I don't have a question, this is just a heads-up for others.
It all started when I bought an ArduCam. ArduCam sketches would not compile under my old version 1.6.5 IDE, so upgraded to 1.8.8. After that, my sketches compiled, but when I tried to upload them, or any sketch at all, the "not in sync" errors appeared, and there was no sign of activity on the Arduino Uno's Tx/Rx LEDs.
I had a similar experience several years ago. The situations are similar. I had just changed versions of the IDE, installed new drives, and more than one Arduino was involved. So I figured that it was a version mismatch of some kind.
I struggled with this for days, reading the forum and performing all of the recommended tests.

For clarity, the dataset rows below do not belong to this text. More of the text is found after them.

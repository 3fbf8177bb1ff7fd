//! Data structures describing the logical content of an operations report.
//!
//! The types in this module form a serialization-friendly model that holds
//! everything the layout engine needs to produce a document.  They
//! intentionally avoid referencing the rendering backend so values can be
//! built up by a frontend, inspected in tests, or exchanged freely without
//! pulling in heavy dependencies.
//!
//! Every mutation is expressed as a value-returning operation: callers
//! replace their copy with the returned [`ReportData`] instead of mutating
//! in place, so no other holder of the previous value ever observes a
//! change.

use log::debug;
use uuid::Uuid;

/// Facilities the report frontend offers for selection.
pub const SITES: &[&str] = &[
    "Site A - Manufacturing Plant",
    "Site B - Power Station",
    "Site C - Chemical Facility",
    "Site D - Refinery Complex",
];

/// Equipment the report frontend offers for selection.
pub const MACHINES: &[&str] = &[
    "Compressor - Atlas Copco",
    "Turbine - Siemens",
    "Pump - Grundfos",
    "Generator - Caterpillar",
];

/// Available report formats; the chosen string becomes the document title.
pub const REPORT_TYPES: &[&str] = &[
    "Daily Operations Report",
    "Weekly Summary Report",
    "Maintenance Report",
    "Incident Report",
];

/// One worker/task row in the labor section of a report.
///
/// Entries are owned exclusively by their parent [`ReportData`].  The `id`
/// exists only so edits and removals can target a specific row; it is never
/// displayed and never derived from the other fields.
#[derive(Clone, Debug, Default, PartialEq)]
pub struct LaborEntry {
    id: String,
    name: String,
    role: String,
    hours: f64,
    task: String,
}

impl LaborEntry {
    /// Creates an empty entry with a freshly generated unique id.
    pub fn new() -> Self {
        Self {
            id: Uuid::new_v4().to_string(),
            ..Self::default()
        }
    }

    /// Returns the identifier used for edit/remove targeting.
    pub fn id(&self) -> &str {
        &self.id
    }

    /// Returns the worker name.
    pub fn name(&self) -> &str {
        &self.name
    }

    /// Returns the worker role.
    pub fn role(&self) -> &str {
        &self.role
    }

    /// Returns the hours worked by this entry.
    pub fn hours(&self) -> f64 {
        self.hours
    }

    /// Returns the task description.
    pub fn task(&self) -> &str {
        &self.task
    }
}

/// Addressable fields of a [`LaborEntry`] for targeted updates.
#[derive(Clone, Copy, Debug, PartialEq, Eq)]
pub enum LaborField {
    /// The worker name column.
    Name,
    /// The worker role column.
    Role,
    /// The hours column; values are parsed and normalized, never rejected.
    Hours,
    /// The task description column.
    Task,
}

/// Parses user input for the hours field.
///
/// Non-numeric input yields 0 rather than an error, and negative values are
/// clamped to 0 since the field is defined as non-negative.
fn parse_hours(value: &str) -> f64 {
    match value.trim().parse::<f64>() {
        Ok(hours) if hours >= 0.0 && hours.is_finite() => hours,
        _ => {
            debug!("normalizing hours input {value:?} to 0");
            0.0
        }
    }
}

/// The canonical structured representation of one report.
///
/// A value starts out with empty defaults (except `date`, which defaults to
/// today), is filled in across the frontend steps, and is finally consumed
/// read-only by the layout engine.
#[derive(Clone, Debug, PartialEq)]
pub struct ReportData {
    site: String,
    machine: String,
    report_type: String,
    date: String,
    engineer_name: String,
    labor_details: Vec<LaborEntry>,
    hours_worked: f64,
    remarks: String,
    project_code: Option<String>,
    location: Option<String>,
}

impl ReportData {
    /// Creates a report draft with empty defaults and today's date.
    pub fn new() -> Self {
        Self {
            site: String::new(),
            machine: String::new(),
            report_type: String::new(),
            date: chrono::Local::now().date_naive().to_string(),
            engineer_name: String::new(),
            labor_details: Vec::new(),
            hours_worked: 0.0,
            remarks: String::new(),
            project_code: None,
            location: None,
        }
    }

    /// Returns the selected facility.
    pub fn site(&self) -> &str {
        &self.site
    }

    /// Returns the selected equipment.
    pub fn machine(&self) -> &str {
        &self.machine
    }

    /// Returns the selected report type.
    pub fn report_type(&self) -> &str {
        &self.report_type
    }

    /// Returns the report date as an ISO calendar date string.
    pub fn date(&self) -> &str {
        &self.date
    }

    /// Returns the reporting engineer's name.
    pub fn engineer_name(&self) -> &str {
        &self.engineer_name
    }

    /// Returns the labor entries in insertion order.
    pub fn labor_details(&self) -> &[LaborEntry] {
        &self.labor_details
    }

    /// Returns the reported total hours.
    ///
    /// This is independent of the per-entry hour sum; no consistency rule
    /// ties the two together.
    pub fn hours_worked(&self) -> f64 {
        self.hours_worked
    }

    /// Returns the free-text remarks, possibly containing line breaks.
    pub fn remarks(&self) -> &str {
        &self.remarks
    }

    /// Returns the optional project code.
    pub fn project_code(&self) -> Option<&str> {
        self.project_code.as_deref()
    }

    /// Returns the optional location note.
    pub fn location(&self) -> Option<&str> {
        self.location.as_deref()
    }

    /// Shallow-merges the provided fields over this value.
    ///
    /// Fields left unset in the patch are carried over unchanged.  There is
    /// no deep merge of `labor_details`; patching that field replaces the
    /// whole sequence.
    pub fn update(&self, patch: ReportPatch) -> Self {
        let mut next = self.clone();
        if let Some(site) = patch.site {
            next.site = site;
        }
        if let Some(machine) = patch.machine {
            next.machine = machine;
        }
        if let Some(report_type) = patch.report_type {
            next.report_type = report_type;
        }
        if let Some(date) = patch.date {
            next.date = date;
        }
        if let Some(engineer_name) = patch.engineer_name {
            next.engineer_name = engineer_name;
        }
        if let Some(labor_details) = patch.labor_details {
            next.labor_details = labor_details;
        }
        if let Some(hours_worked) = patch.hours_worked {
            next.hours_worked = hours_worked;
        }
        if let Some(remarks) = patch.remarks {
            next.remarks = remarks;
        }
        if let Some(project_code) = patch.project_code {
            next.project_code = Some(project_code);
        }
        if let Some(location) = patch.location {
            next.location = Some(location);
        }
        next
    }

    /// Appends a fresh empty labor entry and returns the updated report.
    ///
    /// There is no upper bound on the number of entries.
    pub fn add_labor_entry(&self) -> Self {
        let mut next = self.clone();
        next.labor_details.push(LaborEntry::new());
        next
    }

    /// Removes the entry with the given id and returns the updated report.
    ///
    /// An unknown id is a no-op, not an error.  The relative order of the
    /// remaining entries is preserved.
    pub fn remove_labor_entry(&self, id: &str) -> Self {
        let mut next = self.clone();
        next.labor_details.retain(|entry| entry.id != id);
        next
    }

    /// Replaces one field of the entry with the given id and returns the
    /// updated report.
    ///
    /// An unknown id is a no-op.  [`LaborField::Hours`] values are parsed
    /// from the string, with non-numeric or negative input normalized to 0.
    pub fn update_labor_entry(&self, id: &str, field: LaborField, value: &str) -> Self {
        let mut next = self.clone();
        if let Some(entry) = next.labor_details.iter_mut().find(|entry| entry.id == id) {
            match field {
                LaborField::Name => entry.name = value.to_owned(),
                LaborField::Role => entry.role = value.to_owned(),
                LaborField::Hours => entry.hours = parse_hours(value),
                LaborField::Task => entry.task = value.to_owned(),
            }
        }
        next
    }
}

impl Default for ReportData {
    fn default() -> Self {
        Self::new()
    }
}

/// A partial [`ReportData`] used with [`ReportData::update`].
///
/// Every field is optional; unset fields leave the target untouched.  The
/// two optional report fields can be set but not cleared through a patch,
/// matching the frontend which only ever writes them.
#[derive(Clone, Debug, Default, PartialEq)]
pub struct ReportPatch {
    /// Replacement facility selection.
    pub site: Option<String>,
    /// Replacement equipment selection.
    pub machine: Option<String>,
    /// Replacement report type.
    pub report_type: Option<String>,
    /// Replacement report date.
    pub date: Option<String>,
    /// Replacement engineer name.
    pub engineer_name: Option<String>,
    /// Replacement labor entry sequence.
    pub labor_details: Option<Vec<LaborEntry>>,
    /// Replacement total hours.
    pub hours_worked: Option<f64>,
    /// Replacement remarks text.
    pub remarks: Option<String>,
    /// Replacement project code.
    pub project_code: Option<String>,
    /// Replacement location note.
    pub location: Option<String>,
}

#[cfg(test)]
mod tests {
    use super::{parse_hours, LaborField, ReportData, ReportPatch};

    fn report_with_entries(count: usize) -> ReportData {
        let mut report = ReportData::new();
        for _ in 0..count {
            report = report.add_labor_entry();
        }
        report
    }

    #[test]
    fn added_entries_have_unique_ids() {
        let report = report_with_entries(50);
        let mut ids: Vec<&str> = report.labor_details().iter().map(|e| e.id()).collect();
        ids.sort_unstable();
        ids.dedup();
        assert_eq!(ids.len(), 50);
    }

    #[test]
    fn removal_preserves_order_and_ignores_unknown_ids() {
        let report = report_with_entries(4);
        let ids: Vec<String> = report
            .labor_details()
            .iter()
            .map(|e| e.id().to_owned())
            .collect();

        let report = report.remove_labor_entry(&ids[1]);
        let remaining: Vec<&str> = report.labor_details().iter().map(|e| e.id()).collect();
        assert_eq!(remaining, vec![&ids[0], &ids[2], &ids[3]]);

        let unchanged = report.remove_labor_entry("no-such-id");
        assert_eq!(unchanged, report);
    }

    #[test]
    fn entry_update_targets_one_field_of_one_entry() {
        let report = report_with_entries(2);
        let first = report.labor_details()[0].id().to_owned();

        let report = report.update_labor_entry(&first, LaborField::Name, "R. Okafor");
        let report = report.update_labor_entry(&first, LaborField::Hours, "7.5");

        assert_eq!(report.labor_details()[0].name(), "R. Okafor");
        assert_eq!(report.labor_details()[0].hours(), 7.5);
        assert_eq!(report.labor_details()[1].name(), "");
        assert_eq!(report.labor_details()[1].hours(), 0.0);
    }

    #[test]
    fn entry_update_with_unknown_id_is_a_no_op() {
        let report = report_with_entries(1);
        let same = report.update_labor_entry("missing", LaborField::Task, "inspection");
        assert_eq!(same, report);
    }

    #[test]
    fn bad_hours_input_normalizes_to_zero() {
        assert_eq!(parse_hours("eight"), 0.0);
        assert_eq!(parse_hours("-3"), 0.0);
        assert_eq!(parse_hours("NaN"), 0.0);
        assert_eq!(parse_hours(" 12.25 "), 12.25);
    }

    #[test]
    fn update_is_a_shallow_merge_that_leaves_the_input_alone() {
        let original = report_with_entries(1).update(ReportPatch {
            site: Some("Site B - Power Station".to_owned()),
            ..ReportPatch::default()
        });
        let snapshot = original.clone();

        let patched = original.update(ReportPatch {
            engineer_name: Some("M. Laine".to_owned()),
            hours_worked: Some(9.0),
            ..ReportPatch::default()
        });

        assert_eq!(original, snapshot);
        assert_eq!(patched.site(), "Site B - Power Station");
        assert_eq!(patched.engineer_name(), "M. Laine");
        assert_eq!(patched.hours_worked(), 9.0);
        assert_eq!(patched.labor_details(), original.labor_details());
    }

    #[test]
    fn optional_fields_are_skipped_until_set() {
        let report = ReportData::new();
        assert_eq!(report.project_code(), None);
        assert_eq!(report.location(), None);

        let report = report.update(ReportPatch {
            project_code: Some("PRJ-2024-001".to_owned()),
            ..ReportPatch::default()
        });
        assert_eq!(report.project_code(), Some("PRJ-2024-001"));
        assert_eq!(report.location(), None);
    }

    #[test]
    fn new_draft_has_an_iso_date() {
        let report = ReportData::new();
        let date = report.date();
        assert_eq!(date.len(), 10);
        assert_eq!(&date[4..5], "-");
        assert_eq!(&date[7..8], "-");
    }
}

Nothing worked. I bought a second Uno, and it did not work either, making me suspect the driver. But installing the new driver did not help.
The crucial hint appeared as I disconnected one Uno and connected the other, when to my surprise, I was notified that the driver was being installed, on a different COM port, #4. And suddenly, I could upload sketches to that Uno.
But the other Uno still used COM #3, and could not be uploaded. So I had two Unos, which when attached used different COM ports, and behaved differently. Yet there was only one Arduino driver in my DriverStore.
With the non-functional device connected, I went to the Device Manager and looked at the driver. The COM port setting is in the Advanced section. It showed as COM #3, and when I went to change it, the list showed COM 4 "in use". That struck me as wrong, so on a hunch I changed it to #4, which worked with the other Uno. The Device Manager complained that the port was "already in use" but allowed me to alter it. After that, both of my devices used COM 4, and could be uploaded.
Apparently the the COM port setting was corrupted, and the Arduino appeared to use one COM port, but actually used another. Under Windows 7, the way to diagnose (and fix) this is by logging on as Administrator, going to the Device Manager, choosing the Arduino device, going to the Port Settings tab page, and pressing the Advanced button. The current COM port setting appears in a combo box, with 256 choices in the drop-down list. If any of these are marked as "in use" then that is a problem. Get rid of them by choosing each "in use" port, which will cause the "in use" tag to vanish. When they are all gone, choose the desired COM port, and press OK. That's all.
Once I learned about this quirk, I started checking the Advanced settings whenever I had difficulties with a COM port. Many times I saw the "in use" tag, and removing it always solved the problem.
The fastest way to get an "in use" tag is to open a COM port and then terminate without closing it. Most of my tags appeared during program development, either because my program crashed, or was terminated in the debugger.
Another way to get in trouble is when you sometimes plug the Arduino into one USB socket, and sometimes into another.